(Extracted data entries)
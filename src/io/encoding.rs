//! Text encodings for reading and writing documents
//!
//! Decoding is strict: bytes that are not valid in the configured encoding
//! fail the document instead of being replaced. A byte-order mark matching the
//! encoding is stripped on read and restored on write.

use crate::error::{MattershiftError, Result};
use encoding_rs::{Encoding, UTF_16BE, UTF_16LE, UTF_8};
use std::fmt;
use std::path::Path;

/// A text encoding resolved from a WHATWG label
#[derive(Debug, Clone, Copy, PartialEq, Eq)]
pub struct TextEncoding {
    encoding: &'static Encoding,
}

/// Decoded document text
#[derive(Debug, Clone, PartialEq, Eq)]
pub struct DecodedText {
    pub text: String,
    /// Whether the bytes started with a byte-order mark
    pub had_bom: bool,
}

impl TextEncoding {
    pub fn utf8() -> Self {
        Self { encoding: UTF_8 }
    }

    /// Resolve a label such as `utf-8`, `gbk`, `shift_jis` or `utf-16le`
    pub fn from_label(label: &str) -> Result<Self> {
        match Encoding::for_label(label.trim().as_bytes()) {
            Some(encoding) if encoding != encoding_rs::REPLACEMENT => Ok(Self { encoding }),
            _ => Err(MattershiftError::unknown_encoding(label)),
        }
    }

    /// Canonical name of the encoding
    pub fn name(&self) -> &'static str {
        self.encoding.name()
    }

    pub fn decode(&self, bytes: &[u8], path: &Path) -> Result<DecodedText> {
        let (bytes, had_bom) = match Encoding::for_bom(bytes) {
            Some((encoding, bom_len)) if encoding == self.encoding => (&bytes[bom_len..], true),
            _ => (bytes, false),
        };

        let text = self
            .encoding
            .decode_without_bom_handling_and_without_replacement(bytes)
            .ok_or_else(|| MattershiftError::decode(path, self.name()))?;

        Ok(DecodedText {
            text: text.into_owned(),
            had_bom,
        })
    }

    /// Encode `text`, failing if any character is unrepresentable
    pub fn encode(&self, text: &str, with_bom: bool, path: &Path) -> Result<Vec<u8>> {
        // encoding_rs only encodes UTF-16 output as UTF-8, so those two are done by hand.
        if self.encoding == UTF_16LE || self.encoding == UTF_16BE {
            let little_endian = self.encoding == UTF_16LE;
            let mut out = Vec::with_capacity(text.len() * 2 + 2);
            if with_bom {
                let bom: [u8; 2] = if little_endian {
                    [0xFF, 0xFE]
                } else {
                    [0xFE, 0xFF]
                };
                out.extend_from_slice(&bom);
            }
            for unit in text.encode_utf16() {
                let bytes = if little_endian {
                    unit.to_le_bytes()
                } else {
                    unit.to_be_bytes()
                };
                out.extend_from_slice(&bytes);
            }
            return Ok(out);
        }

        let (encoded, _, had_errors) = self.encoding.encode(text);
        if had_errors {
            return Err(MattershiftError::encode(path, self.name()));
        }

        let mut out = Vec::with_capacity(encoded.len() + 3);
        if with_bom && self.encoding == UTF_8 {
            out.extend_from_slice(&[0xEF, 0xBB, 0xBF]);
        }
        out.extend_from_slice(&encoded);
        Ok(out)
    }
}

impl Default for TextEncoding {
    fn default() -> Self {
        Self::utf8()
    }
}

impl fmt::Display for TextEncoding {
    fn fmt(&self, f: &mut fmt::Formatter<'_>) -> fmt::Result {
        f.write_str(self.name())
    }
}

#[cfg(test)]
mod tests {
    use super::*;

    fn path() -> &'static Path {
        Path::new("doc.md")
    }

    #[test]
    fn test_labels() {
        assert_eq!(TextEncoding::from_label("utf-8").unwrap().name(), "UTF-8");
        assert_eq!(TextEncoding::from_label(" UTF8 ").unwrap().name(), "UTF-8");
        assert_eq!(TextEncoding::from_label("gbk").unwrap().name(), "GBK");
        assert_eq!(TextEncoding::default(), TextEncoding::utf8());
        assert!(matches!(
            TextEncoding::from_label("klingon"),
            Err(MattershiftError::UnknownEncoding { .. })
        ));
        assert!(TextEncoding::from_label("iso-2022-kr").is_err());
    }

    #[test]
    fn test_utf8_bom_round_trip() {
        let enc = TextEncoding::utf8();
        let bytes = b"\xEF\xBB\xBF---\na: 1\n---\n";
        let decoded = enc.decode(bytes, path()).unwrap();
        assert!(decoded.had_bom);
        assert_eq!(decoded.text, "---\na: 1\n---\n");
        assert_eq!(enc.encode(&decoded.text, true, path()).unwrap(), bytes.to_vec());
    }

    #[test]
    fn test_invalid_utf8_is_decode_error() {
        let err = TextEncoding::utf8()
            .decode(b"---\na: \xFF\n---\n", path())
            .unwrap_err();
        assert!(matches!(err, MattershiftError::Decode { .. }));
    }

    #[test]
    fn test_gbk_round_trip() {
        let enc = TextEncoding::from_label("gbk").unwrap();
        let bytes = enc.encode("标题: 你好\n", false, path()).unwrap();
        assert_ne!(bytes, "标题: 你好\n".as_bytes());
        let decoded = enc.decode(&bytes, path()).unwrap();
        assert_eq!(decoded.text, "标题: 你好\n");
        assert!(!decoded.had_bom);
    }

    #[test]
    fn test_unrepresentable_character_is_encode_error() {
        let enc = TextEncoding::from_label("windows-1252").unwrap();
        let err = enc.encode("emoji: 🦀", false, path()).unwrap_err();
        assert!(matches!(err, MattershiftError::Encode { .. }));
    }

    #[test]
    fn test_utf16le_round_trip() {
        let enc = TextEncoding::from_label("utf-16le").unwrap();
        let bytes = enc.encode("a: é\n", true, path()).unwrap();
        assert_eq!(&bytes[..2], &[0xFF, 0xFE]);
        let decoded = enc.decode(&bytes, path()).unwrap();
        assert!(decoded.had_bom);
        assert_eq!(decoded.text, "a: é\n");
    }
}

**REQUIRED ACTION**
Copy out all lines above holding "unit".

**TASK RESPONSE**
            for unit in text.encode_utf16() {
                    unit.to_le_bytes()
                    unit.to_be_bytes()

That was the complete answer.